Journal of Aging and Health
- Discipline: Aging
- Language: English
- Edited by: Kyriakos S. Markides

Publication details
- History: 1989-present
- Publisher: Sage Publications
- Frequency: 8/year
- Impact factor: 2.168 (2016)

Standard abbreviations
- ISO 4: J. Aging Health

Indexing
- CODEN: JAHEEG
- ISSN: 0898-2643 (print) 1552-6887 (web)
- LCCN: 89656211
- OCLC no.: 17766752

Links
- Journal homepage; Online access; Online archive;

= Journal of Aging and Health =

The Journal of Aging and Health (JAH) is a medical journal covering aging published by SAGE Publications. It covers research on gerontology, including diet/nutrition, prevention, behaviors, health service utilization, longevity, and mortality. The editor-in-chief is Kyriakos S. Markides.

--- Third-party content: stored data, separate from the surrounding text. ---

use serde::{Deserialize, Serialize};
use serde_json::Value;
use thiserror::Error;

#[derive(Debug, Error)]
pub enum McpError {
    #[error("transport error: {0}")]
    Transport(String),
    #[error("handshake with MCP server failed: {0}")]
    HandshakeFailed(String),
    #[error("unknown MCP server: {0}")]
    UnknownServer(String),
    #[error("tool call failed: {0}")]
    ToolCallFailed(String),
}

#[derive(Debug, Clone, Serialize)]
pub struct JsonRpcRequest {
    pub jsonrpc: &'static str,
    pub id: u64,
    pub method: String,
    pub params: Value,
}

impl JsonRpcRequest {
    pub fn new(id: u64, method: impl Into<String>, params: Value) -> Self {
        Self {
            jsonrpc: "2.0",
            id,
            method: method.into(),
            params,
        }
    }
}

#[derive(Debug, Clone, Deserialize)]
pub struct JsonRpcResponse {
    pub id: Option<u64>,
    #[serde(default)]
    pub result: Option<Value>,
    #[serde(default)]
    pub error: Option<JsonRpcError>,
}

#[derive(Debug, Clone, Deserialize)]
pub struct JsonRpcError {
    pub code: i64,
    pub message: String,
    #[serde(default)]
    pub data: Option<Value>,
}

/// A tool a remote MCP server advertised, before namespacing.
#[derive(Debug, Clone, Deserialize)]
pub struct McpToolDescriptor {
    pub name: String,
    #[serde(default)]
    pub description: String,
    #[serde(default = "default_schema", rename = "inputSchema")]
    pub input_schema: Value,
}

fn default_schema() -> Value {
    serde_json::json!({"type": "object"})
}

== Abstracting and indexing ==
The Journal of Aging and Health is abstracted and indexed in Scopus, PubMed, and the Social Sciences Citation Index. According to the Journal Citation Reports, its 2016 impact factor is 2.168, ranking it 24 out of 77 journals in the category "Health Policy & Services" and 12 out of 32 journals in the category "Gerontology".